▶ **REQUIREMENT**: Look through the listing below for the word "super" and copy every line where it occurs.

▶ **MATERIAL TO PROCESS**:
####
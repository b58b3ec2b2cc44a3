use crossterm::event::{KeyCode, KeyEvent};
use ratatui::{
  layout::{Alignment, Constraint, Layout, Rect},
  style::Style,
  widgets::{Block, BorderType, Borders, Paragraph},
};

use super::{NumericInput, theme};
use crate::{renters::NumericRange, tui::Frame};

#[derive(Debug, Default, Clone, Copy, PartialEq, Eq)]
pub enum Bound {
  #[default]
  Min,
  Max,
}

/// Two numeric boxes side by side describing an inclusive range, e.g. `$ [min] to $ [max]`.
#[derive(Debug)]
pub struct RangeInput {
  title: &'static str,
  centre_label: &'static str,
  min: NumericInput,
  max: NumericInput,
  focus: Bound,
  active: bool,
}

impl RangeInput {
  pub fn new(
    title: &'static str,
    min_label: &'static str,
    centre_label: &'static str,
    max_label: &'static str,
    icon: &'static str,
  ) -> Self {
    RangeInput {
      title,
      centre_label,
      min: NumericInput::new(min_label, icon),
      max: NumericInput::new(max_label, icon),
      focus: Bound::Min,
      active: false,
    }
  }

  pub fn value(&self) -> NumericRange {
    NumericRange::new(self.min.value(), self.max.value())
  }

  pub fn set_value(&mut self, range: NumericRange) {
    self.min.set_value(range.min);
    self.max.set_value(range.max);
  }

  pub fn clear(&mut self) {
    self.min.clear();
    self.max.clear();
  }

  pub fn focus(&self) -> Bound {
    self.focus
  }

  /// Marks this range as the one being edited, which shows the cursor in the focused box.
  pub fn set_active(&mut self, active: bool) {
    self.active = active;
    self.sync_focus();
  }

  fn sync_focus(&mut self) {
    self.min.set_focused(self.active && self.focus == Bound::Min);
    self.max.set_focused(self.active && self.focus == Bound::Max);
  }

  /// Routes a key to the focused box; Tab switches boxes. Returns whether the range changed.
  pub fn handle_key_event(&mut self, key_event: KeyEvent) -> bool {
    match key_event.code {
      KeyCode::Tab | KeyCode::BackTab => {
        self.focus = match self.focus {
          Bound::Min => Bound::Max,
          Bound::Max => Bound::Min,
        };
        self.sync_focus();
        false
      },
      _ => match self.focus {
        Bound::Min => self.min.handle_key_event(key_event),
        Bound::Max => self.max.handle_key_event(key_event),
      },
    }
  }

  pub fn render(&mut self, f: &mut Frame<'_>, area: Rect, highlighted: bool) {
    let border_style = if highlighted { Style::default().fg(theme::ACCENT) } else { Style::default() };
    let block =
      Block::default().borders(Borders::ALL).border_type(BorderType::Rounded).border_style(border_style).title(self.title);
    let inner = block.inner(area);
    f.render_widget(block, area);

    let [min_area, centre_area, max_area] =
      Layout::horizontal([Constraint::Fill(3), Constraint::Fill(1), Constraint::Fill(3)]).areas(inner);
    self.min.render(f, min_area);
    let [_, label_area, _] =
      Layout::vertical([Constraint::Fill(1), Constraint::Length(1), Constraint::Fill(1)]).areas(centre_area);
    f.render_widget(Paragraph::new(self.centre_label).alignment(Alignment::Center).style(theme::dim()), label_area);
    self.max.render(f, max_area);
  }
}

#[cfg(test)]
mod tests {
  use crossterm::event::KeyModifiers;
  use ratatui::{Terminal, backend::TestBackend};

  use super::*;

  fn press(range: &mut RangeInput, code: KeyCode) -> bool {
    range.handle_key_event(KeyEvent::new(code, KeyModifiers::NONE))
  }

  fn type_keys(range: &mut RangeInput, keys: &str) {
    for c in keys.chars() {
      press(range, KeyCode::Char(c));
    }
  }

  fn budget() -> RangeInput {
    RangeInput::new("Budget", "Min", "to", "Max", "$")
  }

  #[test]
  fn test_starts_unbounded() {
    assert!(budget().value().is_unbounded());
  }

  #[test]
  fn test_tab_switches_boxes() {
    let mut range = budget();
    type_keys(&mut range, "900");

    assert!(!press(&mut range, KeyCode::Tab));
    assert_eq!(range.focus(), Bound::Max);
    type_keys(&mut range, "1200");

    assert_eq!(range.value(), NumericRange::new(Some(900), Some(1200)));
  }

  #[test]
  fn test_non_digits_do_not_change_range() {
    let mut range = budget();

    assert!(!press(&mut range, KeyCode::Char('x')));
    assert!(press(&mut range, KeyCode::Char('5')));
    assert_eq!(range.value(), NumericRange::new(Some(5), None));
  }

  #[test]
  fn test_clear_and_set_value() {
    let mut range = budget();
    range.set_value(NumericRange::new(None, Some(40)));
    assert_eq!(range.value(), NumericRange::new(None, Some(40)));

    range.clear();
    assert!(range.value().is_unbounded());
  }

  #[test]
  fn test_render_both_boxes_with_icon() {
    let mut range = budget();
    range.set_value(NumericRange::new(Some(900), Some(1200)));
    let mut terminal = Terminal::new(TestBackend::new(50, 5)).unwrap();

    terminal.draw(|f| range.render(f, f.area(), true)).unwrap();

    let text: String = terminal.backend().buffer().content().iter().map(|cell| cell.symbol()).collect();
    assert!(text.contains("Budget"));
    assert!(text.contains("$ 900"));
    assert!(text.contains("$ 1200"));
    assert!(text.contains("to"));
  }
}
####
▶ **SOLUTION TO THIS TASK**:
use super::{NumericInput, theme};
  use super::*;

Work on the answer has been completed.